PROBLEM. Scan the records below for the line containing "limit event log" and the line containing "#[actix_web::test]". Copy both, plus every line between, exactly.

** RECORDS FOR THIS EXERCISE follows **

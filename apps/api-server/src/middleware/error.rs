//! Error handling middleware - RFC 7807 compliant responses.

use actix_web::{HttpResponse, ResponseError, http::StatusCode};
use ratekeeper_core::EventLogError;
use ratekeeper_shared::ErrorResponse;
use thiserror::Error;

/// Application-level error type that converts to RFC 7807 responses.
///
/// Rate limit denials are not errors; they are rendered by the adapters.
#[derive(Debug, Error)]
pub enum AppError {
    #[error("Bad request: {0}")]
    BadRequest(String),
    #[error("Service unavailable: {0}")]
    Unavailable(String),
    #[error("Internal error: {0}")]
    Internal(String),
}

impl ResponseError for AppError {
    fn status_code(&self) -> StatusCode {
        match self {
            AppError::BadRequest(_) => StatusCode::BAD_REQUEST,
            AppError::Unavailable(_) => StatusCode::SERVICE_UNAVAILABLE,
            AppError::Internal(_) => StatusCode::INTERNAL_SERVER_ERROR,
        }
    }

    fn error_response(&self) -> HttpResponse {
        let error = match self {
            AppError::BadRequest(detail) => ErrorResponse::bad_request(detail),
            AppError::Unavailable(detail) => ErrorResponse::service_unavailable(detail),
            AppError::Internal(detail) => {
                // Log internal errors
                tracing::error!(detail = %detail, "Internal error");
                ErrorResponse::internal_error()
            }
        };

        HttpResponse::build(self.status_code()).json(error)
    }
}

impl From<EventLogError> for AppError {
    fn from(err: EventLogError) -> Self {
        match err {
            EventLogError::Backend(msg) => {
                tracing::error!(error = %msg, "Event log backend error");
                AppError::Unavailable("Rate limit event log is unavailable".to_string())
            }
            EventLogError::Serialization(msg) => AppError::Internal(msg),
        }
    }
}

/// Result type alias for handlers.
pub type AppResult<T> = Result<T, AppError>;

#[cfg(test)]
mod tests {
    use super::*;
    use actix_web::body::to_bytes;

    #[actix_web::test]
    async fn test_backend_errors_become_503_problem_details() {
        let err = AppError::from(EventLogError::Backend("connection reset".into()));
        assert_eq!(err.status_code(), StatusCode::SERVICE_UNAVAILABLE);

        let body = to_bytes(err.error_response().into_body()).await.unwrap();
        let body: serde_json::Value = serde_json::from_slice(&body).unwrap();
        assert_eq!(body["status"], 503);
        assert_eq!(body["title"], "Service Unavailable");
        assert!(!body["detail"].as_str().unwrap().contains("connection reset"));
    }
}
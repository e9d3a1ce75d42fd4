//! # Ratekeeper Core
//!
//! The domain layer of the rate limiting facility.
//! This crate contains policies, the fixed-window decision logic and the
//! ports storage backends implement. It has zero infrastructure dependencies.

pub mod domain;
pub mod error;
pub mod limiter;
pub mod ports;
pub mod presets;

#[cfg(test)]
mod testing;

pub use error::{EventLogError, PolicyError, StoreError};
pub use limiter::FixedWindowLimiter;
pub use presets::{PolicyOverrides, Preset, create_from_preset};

** End of RECORDS FOR THIS EXERCISE **
** RECORDS FOR THIS EXERCISE follows **

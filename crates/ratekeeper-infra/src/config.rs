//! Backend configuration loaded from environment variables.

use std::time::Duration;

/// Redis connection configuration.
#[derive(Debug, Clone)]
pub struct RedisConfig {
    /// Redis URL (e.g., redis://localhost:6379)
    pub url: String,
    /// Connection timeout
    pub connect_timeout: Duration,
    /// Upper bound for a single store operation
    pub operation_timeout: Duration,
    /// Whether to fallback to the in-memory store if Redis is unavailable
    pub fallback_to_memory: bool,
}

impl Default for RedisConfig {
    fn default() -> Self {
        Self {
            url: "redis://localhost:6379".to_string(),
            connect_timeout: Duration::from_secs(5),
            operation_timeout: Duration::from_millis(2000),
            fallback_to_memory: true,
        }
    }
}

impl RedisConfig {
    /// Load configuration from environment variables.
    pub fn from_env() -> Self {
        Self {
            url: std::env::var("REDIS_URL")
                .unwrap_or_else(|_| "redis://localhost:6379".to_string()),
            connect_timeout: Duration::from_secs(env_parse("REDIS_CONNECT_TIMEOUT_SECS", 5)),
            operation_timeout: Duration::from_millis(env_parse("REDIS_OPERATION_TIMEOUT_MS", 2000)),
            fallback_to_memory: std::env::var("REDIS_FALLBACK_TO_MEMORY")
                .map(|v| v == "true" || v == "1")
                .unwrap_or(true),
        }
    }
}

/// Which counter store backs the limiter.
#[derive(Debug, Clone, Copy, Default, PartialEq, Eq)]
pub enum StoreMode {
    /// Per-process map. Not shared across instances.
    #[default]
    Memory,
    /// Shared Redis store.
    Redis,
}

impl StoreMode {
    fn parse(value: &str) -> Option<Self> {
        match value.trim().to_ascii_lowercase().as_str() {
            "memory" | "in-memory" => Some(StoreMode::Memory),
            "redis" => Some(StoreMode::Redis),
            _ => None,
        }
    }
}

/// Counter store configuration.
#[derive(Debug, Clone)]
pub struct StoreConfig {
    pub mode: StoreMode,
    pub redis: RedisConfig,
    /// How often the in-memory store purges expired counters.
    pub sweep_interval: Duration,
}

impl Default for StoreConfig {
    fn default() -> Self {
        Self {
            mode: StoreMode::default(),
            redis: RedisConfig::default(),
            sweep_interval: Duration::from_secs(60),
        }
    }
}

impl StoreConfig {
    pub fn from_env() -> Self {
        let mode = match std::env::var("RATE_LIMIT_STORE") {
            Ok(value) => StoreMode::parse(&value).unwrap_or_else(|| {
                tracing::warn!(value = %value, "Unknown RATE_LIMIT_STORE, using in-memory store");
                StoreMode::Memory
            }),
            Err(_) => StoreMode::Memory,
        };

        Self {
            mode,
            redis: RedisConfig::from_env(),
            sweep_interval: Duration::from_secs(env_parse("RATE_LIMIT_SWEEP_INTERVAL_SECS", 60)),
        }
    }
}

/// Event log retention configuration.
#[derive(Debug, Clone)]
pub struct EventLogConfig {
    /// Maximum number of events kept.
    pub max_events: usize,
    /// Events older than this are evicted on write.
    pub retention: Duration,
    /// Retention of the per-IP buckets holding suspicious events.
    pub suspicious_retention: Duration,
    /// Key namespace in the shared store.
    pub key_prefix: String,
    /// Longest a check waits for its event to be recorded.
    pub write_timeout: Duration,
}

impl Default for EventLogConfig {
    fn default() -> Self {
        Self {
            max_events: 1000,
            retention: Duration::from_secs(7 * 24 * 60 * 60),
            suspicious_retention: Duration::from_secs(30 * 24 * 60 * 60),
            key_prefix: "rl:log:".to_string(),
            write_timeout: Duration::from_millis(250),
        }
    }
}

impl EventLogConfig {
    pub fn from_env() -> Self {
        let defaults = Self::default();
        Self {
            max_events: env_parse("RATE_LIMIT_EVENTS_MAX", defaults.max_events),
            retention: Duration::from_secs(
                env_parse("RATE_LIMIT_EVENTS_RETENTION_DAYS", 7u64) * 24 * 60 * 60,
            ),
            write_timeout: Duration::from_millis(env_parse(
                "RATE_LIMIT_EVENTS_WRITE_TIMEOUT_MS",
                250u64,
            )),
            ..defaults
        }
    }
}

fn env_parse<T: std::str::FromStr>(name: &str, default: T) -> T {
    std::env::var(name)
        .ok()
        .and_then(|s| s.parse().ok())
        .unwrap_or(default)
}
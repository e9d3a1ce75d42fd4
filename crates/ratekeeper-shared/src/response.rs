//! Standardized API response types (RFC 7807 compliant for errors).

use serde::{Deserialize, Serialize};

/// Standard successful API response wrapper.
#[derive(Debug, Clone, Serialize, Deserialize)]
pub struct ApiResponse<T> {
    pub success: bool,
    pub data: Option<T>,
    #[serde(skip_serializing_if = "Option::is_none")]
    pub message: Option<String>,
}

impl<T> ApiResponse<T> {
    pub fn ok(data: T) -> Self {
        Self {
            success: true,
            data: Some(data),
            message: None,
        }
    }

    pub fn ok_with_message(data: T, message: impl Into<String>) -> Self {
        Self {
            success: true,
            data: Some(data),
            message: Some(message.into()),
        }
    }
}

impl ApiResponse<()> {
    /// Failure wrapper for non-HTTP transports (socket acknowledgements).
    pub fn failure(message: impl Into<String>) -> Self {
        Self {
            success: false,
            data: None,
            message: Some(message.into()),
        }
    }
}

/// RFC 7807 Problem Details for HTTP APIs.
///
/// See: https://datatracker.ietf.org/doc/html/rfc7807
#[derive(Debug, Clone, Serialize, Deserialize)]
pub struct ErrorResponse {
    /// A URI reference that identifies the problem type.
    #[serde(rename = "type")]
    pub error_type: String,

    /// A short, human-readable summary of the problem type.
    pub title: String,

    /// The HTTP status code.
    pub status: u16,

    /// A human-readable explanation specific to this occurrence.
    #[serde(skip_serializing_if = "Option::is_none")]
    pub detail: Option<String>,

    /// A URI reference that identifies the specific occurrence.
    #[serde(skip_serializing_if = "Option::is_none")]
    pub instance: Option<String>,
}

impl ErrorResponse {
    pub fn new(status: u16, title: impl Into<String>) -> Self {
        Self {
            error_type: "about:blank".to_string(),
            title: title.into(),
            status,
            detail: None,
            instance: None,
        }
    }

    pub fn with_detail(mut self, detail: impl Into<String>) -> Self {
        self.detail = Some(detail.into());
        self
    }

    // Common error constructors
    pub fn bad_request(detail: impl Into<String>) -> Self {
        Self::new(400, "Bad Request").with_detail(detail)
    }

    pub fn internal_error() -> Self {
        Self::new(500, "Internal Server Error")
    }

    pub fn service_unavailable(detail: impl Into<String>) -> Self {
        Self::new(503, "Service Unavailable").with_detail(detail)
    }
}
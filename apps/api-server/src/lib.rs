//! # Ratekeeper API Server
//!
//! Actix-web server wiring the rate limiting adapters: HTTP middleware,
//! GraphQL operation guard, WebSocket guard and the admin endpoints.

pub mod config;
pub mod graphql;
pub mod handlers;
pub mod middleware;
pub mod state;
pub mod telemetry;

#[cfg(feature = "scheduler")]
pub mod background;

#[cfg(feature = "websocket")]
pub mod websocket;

** End of RECORDS FOR THIS EXERCISE **
** RECORDS FOR THIS EXERCISE follows **

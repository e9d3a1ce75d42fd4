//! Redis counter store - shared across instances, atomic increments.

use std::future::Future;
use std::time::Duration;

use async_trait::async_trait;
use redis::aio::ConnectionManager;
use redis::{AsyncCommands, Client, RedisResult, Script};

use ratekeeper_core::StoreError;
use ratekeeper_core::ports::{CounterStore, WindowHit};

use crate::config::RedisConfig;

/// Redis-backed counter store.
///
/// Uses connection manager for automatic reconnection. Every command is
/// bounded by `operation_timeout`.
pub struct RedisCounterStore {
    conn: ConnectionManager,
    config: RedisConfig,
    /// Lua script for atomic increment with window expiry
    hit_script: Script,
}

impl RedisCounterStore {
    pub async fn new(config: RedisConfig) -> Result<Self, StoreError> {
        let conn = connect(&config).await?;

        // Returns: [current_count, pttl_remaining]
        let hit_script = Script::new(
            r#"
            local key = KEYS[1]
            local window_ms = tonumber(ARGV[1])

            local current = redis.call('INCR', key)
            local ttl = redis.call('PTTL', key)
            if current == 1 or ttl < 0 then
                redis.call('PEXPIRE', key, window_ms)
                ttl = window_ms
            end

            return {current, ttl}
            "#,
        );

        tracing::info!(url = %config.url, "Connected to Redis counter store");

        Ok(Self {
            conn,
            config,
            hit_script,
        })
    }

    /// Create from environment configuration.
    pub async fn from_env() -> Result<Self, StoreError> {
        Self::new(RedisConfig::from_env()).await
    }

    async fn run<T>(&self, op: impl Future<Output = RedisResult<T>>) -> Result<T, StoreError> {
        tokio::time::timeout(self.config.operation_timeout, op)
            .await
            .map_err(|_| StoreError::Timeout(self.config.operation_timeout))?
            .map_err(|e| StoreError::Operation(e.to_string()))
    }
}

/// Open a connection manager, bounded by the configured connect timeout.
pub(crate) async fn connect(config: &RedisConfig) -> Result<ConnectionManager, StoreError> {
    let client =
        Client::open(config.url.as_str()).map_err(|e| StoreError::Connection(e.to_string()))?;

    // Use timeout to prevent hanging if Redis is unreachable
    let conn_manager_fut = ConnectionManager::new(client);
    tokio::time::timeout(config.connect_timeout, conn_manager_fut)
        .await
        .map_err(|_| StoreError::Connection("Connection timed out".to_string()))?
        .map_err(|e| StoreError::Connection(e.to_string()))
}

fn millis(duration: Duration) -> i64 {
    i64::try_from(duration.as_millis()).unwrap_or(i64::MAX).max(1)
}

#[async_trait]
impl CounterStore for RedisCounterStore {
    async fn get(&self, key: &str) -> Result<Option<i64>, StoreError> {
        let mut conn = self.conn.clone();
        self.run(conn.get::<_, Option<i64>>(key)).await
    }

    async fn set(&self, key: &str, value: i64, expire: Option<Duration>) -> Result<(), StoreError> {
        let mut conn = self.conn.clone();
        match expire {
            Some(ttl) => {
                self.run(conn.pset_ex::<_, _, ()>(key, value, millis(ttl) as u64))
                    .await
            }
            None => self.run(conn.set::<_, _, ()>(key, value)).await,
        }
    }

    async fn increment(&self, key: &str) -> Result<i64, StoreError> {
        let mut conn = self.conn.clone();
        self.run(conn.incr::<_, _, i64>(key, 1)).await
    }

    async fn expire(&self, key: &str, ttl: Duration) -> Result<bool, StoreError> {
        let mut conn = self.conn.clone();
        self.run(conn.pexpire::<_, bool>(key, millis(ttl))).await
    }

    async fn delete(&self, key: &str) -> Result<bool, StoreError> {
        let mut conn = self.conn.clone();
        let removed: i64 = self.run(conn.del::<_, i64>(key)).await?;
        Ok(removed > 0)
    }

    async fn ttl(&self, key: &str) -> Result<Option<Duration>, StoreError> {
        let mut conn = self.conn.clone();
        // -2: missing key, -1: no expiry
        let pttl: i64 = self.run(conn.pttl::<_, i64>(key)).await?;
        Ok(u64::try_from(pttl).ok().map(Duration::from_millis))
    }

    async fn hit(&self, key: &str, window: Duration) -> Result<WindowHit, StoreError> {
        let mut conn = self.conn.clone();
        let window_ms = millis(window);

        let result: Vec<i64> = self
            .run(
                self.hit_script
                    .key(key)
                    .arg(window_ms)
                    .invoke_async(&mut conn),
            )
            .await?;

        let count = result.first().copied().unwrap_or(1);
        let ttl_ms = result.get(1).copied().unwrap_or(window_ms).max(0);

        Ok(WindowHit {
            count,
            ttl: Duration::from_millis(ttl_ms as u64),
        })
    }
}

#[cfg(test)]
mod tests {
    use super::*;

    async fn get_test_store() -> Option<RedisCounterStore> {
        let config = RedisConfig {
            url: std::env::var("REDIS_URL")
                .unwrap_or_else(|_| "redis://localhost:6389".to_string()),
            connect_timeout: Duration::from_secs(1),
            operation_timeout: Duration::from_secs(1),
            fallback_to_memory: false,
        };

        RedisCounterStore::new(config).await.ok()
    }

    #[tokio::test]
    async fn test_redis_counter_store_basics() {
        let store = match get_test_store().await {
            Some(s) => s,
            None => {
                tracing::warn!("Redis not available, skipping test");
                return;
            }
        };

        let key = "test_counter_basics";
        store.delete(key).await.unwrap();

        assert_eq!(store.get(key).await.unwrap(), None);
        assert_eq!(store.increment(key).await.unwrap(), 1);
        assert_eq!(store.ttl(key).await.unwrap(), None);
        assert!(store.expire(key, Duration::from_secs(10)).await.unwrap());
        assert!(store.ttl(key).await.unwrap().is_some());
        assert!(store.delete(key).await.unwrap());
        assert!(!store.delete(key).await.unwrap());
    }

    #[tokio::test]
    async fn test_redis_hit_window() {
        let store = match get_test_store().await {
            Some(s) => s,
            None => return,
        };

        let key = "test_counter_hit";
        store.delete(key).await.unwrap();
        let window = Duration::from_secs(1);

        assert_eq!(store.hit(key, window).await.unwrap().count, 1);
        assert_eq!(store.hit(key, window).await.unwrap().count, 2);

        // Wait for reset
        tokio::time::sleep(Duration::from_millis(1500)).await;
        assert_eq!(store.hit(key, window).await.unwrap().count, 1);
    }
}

** End of RECORDS FOR THIS EXERCISE **

ANSWER AREA.
                AppError::Unavailable("Rate limit event log is unavailable".to_string())
            }
            EventLogError::Serialization(msg) => AppError::Internal(msg),
        }
    }
}

/// Result type alias for handlers.
pub type AppResult<T> = Result<T, AppError>;

#[cfg(test)]
mod tests {
    use super::*;
    use actix_web::body::to_bytes;

    #[actix_web::test]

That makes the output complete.